A la una empiezan a entrar los comensales, de muy variado pelaje. La política es «Paga lo que crees que vale esta comida», que, traducido a mi cultura, es «deme usted la voluntad». De ahí que una mujer de unos cincuenta años me entregue solamente una libra (al día de hoy, el equivalente a 1.30 euros) y me prometa que otro día, cuando tenga algo más de dinero, subirá la oferta. Una mesa entera de yummy mummies —apelativo coloquial para las madres jóvenes y de buen ver— con sus niños decide pagar tres libras por cabeza adulta y dos por cabeza infantil. Como era de esperar, hay también un par de vejetes con problemas mentales, pero resulta fácil lidiar con ellos, pues se encuentran a gusto recibiendo buen servicio y comida, en su caso, gratuita.

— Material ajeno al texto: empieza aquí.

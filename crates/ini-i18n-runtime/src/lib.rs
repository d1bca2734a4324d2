#![forbid(unsafe_code)]

mod config;
mod error;
mod source;
mod store;

pub use crate::config::{LocaleConfig, StoreConfig, load_config, load_config_or_default};
pub use crate::error::{RuntimeError, RuntimeResult};
pub use crate::source::{CatalogSource, DEFAULT_SECTION, IniCatalog, read_sources};
pub use crate::store::Store;

pub use ini_i18n_core::{
    Arg, CompileWarning, CompiledMessages, Confidence, CoreError, LanguageTag, Locale, Message,
    Operands, PluralForm, PluralForms, PluralPlaceholder, PluralRule, PluralRules, SourceEntry,
    args, compile_messages, tr,
};
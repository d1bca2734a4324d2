use std::path::PathBuf;

use ini_i18n_runtime::{Arg, RuntimeError};
use thiserror::Error;

use crate::cli::load_store;

#[derive(Debug, Error)]
pub enum TranslateCommandError {
    #[error(transparent)]
    Runtime(#[from] RuntimeError),
}

#[derive(Debug, Clone)]
pub struct TranslateOptions {
    pub lang: String,
    pub key: String,
    pub fallback: Option<String>,
    pub config_path: PathBuf,
    pub args: Vec<String>,
}

/// Translates one key. `--fallback` wins over the configured fallback.
pub fn run_translate(options: &TranslateOptions) -> Result<String, TranslateCommandError> {
    let (store, configured) = load_store(&options.config_path)?;
    let locale = store.locale(&options.lang)?;
    let fallback = match &options.fallback {
        Some(lang) => Some(store.locale(lang)?),
        None => configured,
    };

    let args: Vec<Arg> = options.args.iter().map(|value| parse_arg(value)).collect();
    let output = match fallback {
        Some(fallback) => locale.translate_with_fallback(&fallback, &options.key, &args),
        None => locale.translate(&options.key, &args),
    };
    Ok(output)
}

/// Integer-looking arguments become numbers, everything else stays a string.
fn parse_arg(value: &str) -> Arg {
    if let Ok(number) = value.parse::<i64>() {
        return Arg::Int(number);
    }
    if let Ok(number) = value.parse::<u64>() {
        return Arg::Uint(number);
    }
    Arg::from(value)
}

#[cfg(test)]
mod tests {
    use std::fs;
    use std::path::PathBuf;
    use std::time::{SystemTime, UNIX_EPOCH};

    use ini_i18n_runtime::{Arg, RuntimeError};

    use super::{TranslateCommandError, TranslateOptions, parse_arg, run_translate};

    fn temp_dir(name: &str) -> PathBuf {
        let nanos = SystemTime::now()
            .duration_since(UNIX_EPOCH)
            .expect("time")
            .as_nanos();
        let path = std::env::temp_dir().join(format!("ini_i18n_cli_{name}_{nanos}"));
        fs::create_dir_all(&path).expect("create dir");
        path
    }

    fn write_fixture(dir: &PathBuf) -> PathBuf {
        fs::write(
            dir.join("en.ini"),
            "[plurals]\nfile.one = file\nfile.other = files\n[messages]\nfiles = %[1]d ${file, 1}\nhello = Hello, %s\n",
        )
        .expect("write en");
        fs::write(dir.join("de.ini"), "[messages]\nhello = Hallo, %s\n").expect("write de");
        let config = dir.join("ini-i18n.toml");
        fs::write(
            &config,
            "fallback = \"en-US\"\n\n[[locales]]\nlang = \"en-US\"\ndescription = \"English\"\nsources = [\"en.ini\"]\n\n[[locales]]\nlang = \"de-DE\"\ndescription = \"Deutsch\"\nsources = [\"de.ini\"]\n",
        )
        .expect("write config");
        config
    }

    fn options(config_path: PathBuf, lang: &str, key: &str, args: &[&str]) -> TranslateOptions {
        TranslateOptions {
            lang: lang.to_string(),
            key: key.to_string(),
            fallback: None,
            config_path,
            args: args.iter().map(|value| value.to_string()).collect(),
        }
    }

    #[test]
    fn parses_numeric_arguments() {
        assert_eq!(parse_arg("-3"), Arg::Int(-3));
        assert_eq!(parse_arg("18446744073709551615"), Arg::Uint(u64::MAX));
        assert_eq!(parse_arg("1.5"), Arg::Str("1.5".to_string()));
        assert_eq!(parse_arg("Ann"), Arg::Str("Ann".to_string()));
    }

    #[test]
    fn translates_through_configured_fallback() {
        let dir = temp_dir("translate");
        let config = write_fixture(&dir);
        let output =
            run_translate(&options(config.clone(), "de-DE", "messages::hello", &["Ann"]))
                .expect("translate");
        assert_eq!(output, "Hallo, Ann");
        let output = run_translate(&options(config, "de-DE", "messages::files", &["2"]))
            .expect("translate");
        assert_eq!(output, "2 files");
        fs::remove_dir_all(&dir).ok();
    }

    #[test]
    fn unknown_locale_is_an_error() {
        let dir = temp_dir("translate_missing");
        let config = write_fixture(&dir);
        let err = run_translate(&options(config, "fr-FR", "messages::hello", &[]))
            .expect_err("missing locale");
        assert!(matches!(
            err,
            TranslateCommandError::Runtime(RuntimeError::LocaleNotFound(_))
        ));
        fs::remove_dir_all(&dir).ok();
    }
}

Danny Turi me hace una estadística informal del público que suele acudir cada viernes: «Muchos de los que vienen reciben ayuda social, y hay un 20% de jubilados por semana. También hay trabajadores de la zona que deciden almorzar aquí, y madres de clase media con sus niños y otros familiares. Reconocemos que no estamos llegando a la gente del barrio que más lo necesita, a pesar de ser ése nuestro objetivo. Por eso estamos a punto de editar una serie de folletos para distribuirlos en centros sociales, escuelas, iglesias y ambulatorios médicos. Nuestra política, en cualquier caso, es de riesgo calculado: hay comensales que accederán a nuestra comida pagando solamente la voluntad o incluso nada, pero a cambio, otros siempre pagarán religiosamente al menos tres o cuatro libras (unos cinco euros) por su almuerzo».

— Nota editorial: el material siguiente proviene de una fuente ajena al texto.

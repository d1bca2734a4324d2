use alloc::string::String;
use core::fmt;

#[derive(Debug, Clone, PartialEq, Eq)]
pub enum CoreError {
    InvalidInput(&'static str),
    InvalidLanguageTag(String),
    InvalidPluralIndex { token: String, index: usize },
    UnsupportedType(&'static str),
    InvalidNumber(String),
}

pub type CoreResult<T> = Result<T, CoreError>;

impl fmt::Display for CoreError {
    fn fmt(&self, f: &mut fmt::Formatter<'_>) -> fmt::Result {
        match self {
            CoreError::InvalidInput(message) => write!(f, "invalid input: {message}"),
            CoreError::InvalidLanguageTag(message) => {
                write!(f, "invalid language tag: {message}")
            }
            CoreError::InvalidPluralIndex { token, index } => {
                write!(f, "the smallest index is 1 but got {index} for \"{token}\"")
            }
            CoreError::UnsupportedType(kind) => write!(
                f,
                "unsupported argument type {kind}: expected integer or decimal string"
            ),
            CoreError::InvalidNumber(input) => write!(f, "invalid number {input:?}"),
        }
    }
}

#[cfg(feature = "std")]
impl std::error::Error for CoreError {}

En un par de mesas junto a la pared se apilan vegetales y productos de panadería de todo tipo: los comensales se los pueden llevar a coste cero, pues va incluido en el importe de su almuerzo. Veo señores sesentones con chaqueta de buen tweed y zapatos bien lustrados modelo Oxford metiendo en bolsas, con total dignidad, hogazas de pan de molde que caducó el día anterior. De nuevo una imagen casi imposible en España, que es donde aprendí mis rígidas consideraciones acerca de la relación entre vestimenta, clase social y hábitos cotidianos: allí, un señor como ésos resultaría un completo desubicado. En Londres es simplemente un hombre que, si bien probablemente pueda pagar las dos libras que vale la hogaza de pan en el supermercado Sainsbury’s o en el Marks & Spencer, prefiere aprovechar ese excedente de producción.

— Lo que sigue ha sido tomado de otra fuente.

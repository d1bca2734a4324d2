use std::collections::BTreeMap;
use std::sync::Arc;

use ini_i18n_core::{LanguageTag, Locale, PluralRules, compile_messages};
use tracing::{debug, warn};

use crate::error::{RuntimeError, RuntimeResult};
use crate::source::{CatalogSource, read_sources};

/// Registry of compiled locales.
///
/// Registration takes `&mut self`; once every locale is added the store can
/// be shared (for example behind an `Arc`) and read from any thread.
#[derive(Debug)]
pub struct Store {
    langs: Vec<String>,
    descs: Vec<String>,
    locales: BTreeMap<String, Arc<Locale>>,
    rules: PluralRules,
}

impl Default for Store {
    fn default() -> Self {
        Self::new()
    }
}

impl Store {
    pub fn new() -> Self {
        Self::with_rules(PluralRules::cldr())
    }

    /// A store resolving plural rules from a custom table.
    pub fn with_rules(rules: PluralRules) -> Self {
        Self {
            langs: Vec::new(),
            descs: Vec::new(),
            locales: BTreeMap::new(),
            rules,
        }
    }

    pub fn add_locale(
        &mut self,
        lang: &str,
        description: &str,
        source: impl Into<CatalogSource>,
    ) -> RuntimeResult<Arc<Locale>> {
        self.add_locale_sources(lang, description, &[source.into()])
    }

    /// Compiles `sources` (later sources override earlier ones) and registers
    /// the result. A language can be registered once; a second attempt fails
    /// and leaves the store unchanged.
    pub fn add_locale_sources(
        &mut self,
        lang: &str,
        description: &str,
        sources: &[CatalogSource],
    ) -> RuntimeResult<Arc<Locale>> {
        let tag = LanguageTag::parse(lang).map_err(RuntimeError::LanguageTag)?;
        let entries = read_sources(sources)?;
        let compiled = compile_messages(&entries).map_err(RuntimeError::Compile)?;
        for warning in &compiled.warnings {
            warn!(lang = tag.as_str(), "{warning}");
        }

        let rule = self.rules.rule(&tag).copied();
        let locale = Arc::new(Locale::new(tag, description, rule, compiled.messages));
        if self.locales.contains_key(locale.lang()) {
            warn!(lang, "rejected duplicate locale registration");
            return Err(RuntimeError::DuplicateLocale(lang.to_string()));
        }

        debug!(
            lang = locale.lang(),
            messages = locale.len(),
            plural_rule = rule.is_some(),
            "registered locale"
        );
        self.langs.push(locale.lang().to_string());
        self.descs.push(description.to_string());
        self.locales
            .insert(locale.lang().to_string(), Arc::clone(&locale));
        Ok(locale)
    }

    /// Looks up a registered locale. `lang` is normalized first, so
    /// `en-us` finds a locale registered as `en-US`.
    pub fn locale(&self, lang: &str) -> RuntimeResult<Arc<Locale>> {
        let found = match LanguageTag::parse(lang) {
            Ok(tag) => self.locales.get(tag.as_str()),
            Err(_) => self.locales.get(lang),
        };
        found
            .cloned()
            .ok_or_else(|| RuntimeError::LocaleNotFound(lang.to_string()))
    }

    /// Registered `(lang, description)` pairs in registration order.
    pub fn languages(&self) -> impl Iterator<Item = (&str, &str)> {
        self.langs
            .iter()
            .map(String::as_str)
            .zip(self.descs.iter().map(String::as_str))
    }

    pub fn len(&self) -> usize {
        self.locales.len()
    }

    pub fn is_empty(&self) -> bool {
        self.locales.is_empty()
    }

    pub fn rules(&self) -> &PluralRules {
        &self.rules
    }
}

#[cfg(test)]
mod tests {
    use ini_i18n_core::{Arg, LanguageTag, PluralForm, PluralRule, PluralRules};

    use super::Store;
    use crate::error::RuntimeError;

    const EN: &str = "[plurals]\nfile.one = file\nfile.other = files\n[messages]\nfiles = %[1]d ${file, 1}\n";

    #[test]
    fn registers_in_insertion_order() {
        let mut store = Store::new();
        store.add_locale("zh-CN", "简体中文", "[m]\na = 甲\n").expect("zh");
        store.add_locale("en-us", "English", EN).expect("en");
        let langs: Vec<(&str, &str)> = store.languages().collect();
        assert_eq!(langs, [("zh-CN", "简体中文"), ("en-US", "English")]);
        assert_eq!(store.len(), 2);
    }

    #[test]
    fn lookup_normalizes_tag() {
        let mut store = Store::new();
        store.add_locale("en-US", "English", EN).expect("en");
        let locale = store.locale("en-us").expect("lookup");
        assert_eq!(locale.lang(), "en-US");
        assert_eq!(locale.description(), "English");
        assert_eq!(locale.translate("messages::files", &[Arg::Int(1)]), "1 file");
    }

    #[test]
    fn missing_locale_is_an_error() {
        let store = Store::new();
        let err = store.locale("fr-FR").expect_err("missing");
        assert_eq!(err.to_string(), "locale not found for \"fr-FR\"");
    }

    #[test]
    fn duplicate_leaves_store_unchanged() {
        let mut store = Store::new();
        store.add_locale("en-US", "English", EN).expect("first");
        let err = store
            .add_locale("en-US", "Other", "[messages]\nfiles = changed\n")
            .expect_err("duplicate");
        assert!(matches!(err, RuntimeError::DuplicateLocale(_)));
        assert_eq!(store.len(), 1);
        assert_eq!(store.languages().count(), 1);
        let locale = store.locale("en-US").expect("lookup");
        assert_eq!(locale.description(), "English");
        assert_eq!(locale.translate("messages::files", &[Arg::Int(2)]), "2 files");
    }

    #[test]
    fn rejects_invalid_language_tag() {
        let mut store = Store::new();
        let err = store.add_locale("not a tag", "", EN).expect_err("bad tag");
        assert!(matches!(err, RuntimeError::LanguageTag(_)));
        assert!(store.is_empty());
    }

    #[test]
    fn unknown_language_uses_other_form() {
        let mut store = Store::with_rules(PluralRules::new());
        let locale = store.add_locale("en-US", "English", EN).expect("en");
        assert!(locale.plural_rule().is_none());
        assert_eq!(locale.translate("messages::files", &[Arg::Int(1)]), "1 files");
    }

    #[test]
    fn custom_rules_apply() {
        fn always_one(_: &ini_i18n_core::Operands) -> PluralForm {
            PluralForm::One
        }
        let mut rules = PluralRules::new();
        rules.insert(
            &LanguageTag::parse("en").expect("tag"),
            PluralRule {
                forms: &[PluralForm::One],
                select: always_one,
            },
        );
        let mut store = Store::with_rules(rules);
        let locale = store.add_locale("en-GB", "English", EN).expect("en");
        assert_eq!(locale.translate("messages::files", &[Arg::Int(5)]), "5 file");
    }

    #[test]
    fn store_is_send_and_sync() {
        fn assert_send_sync<T: Send + Sync>() {}
        assert_send_sync::<Store>();
    }
}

Las actitudes de ese caballero de aspecto elegantón resultan casi incompatibles con los hábitos de otros residentes de Londres que, por vivir solos y viajar a menudo al extranjero, engrosan la lista de los que se deshacen con frecuencia de comida en buen estado. Iván Vázquez es realizador de retransmisiones de la BBC y, por sus peculiarmente largos turnos de noche, a menudo suma varios días de vacaciones para marcharse a visitar a su familia en España. «Los alimentos empezados o abiertos, por ejemplo un sobre de jamón cocido o un bote de mayonesa, los tiro a los dos o tres días y, desde luego, antes de irme de viaje. En cuanto a los productos secos, como la pasta o el arroz, podría llegar a comerlos el mismo día que caducan, pero siempre miro primero su estado, por si encuentro en ellos bichitos o puntos blancos sospechosos». Iván confiesa sin pudor alguno la infrautilización de algunos de sus sentidos en lo que respecta a los alimentos: «No empleo ni el olfato ni el gusto para ver si el guiso o producto sigue en buen estado: me inspira desconfianza y aprensión tener que acudir a ellos».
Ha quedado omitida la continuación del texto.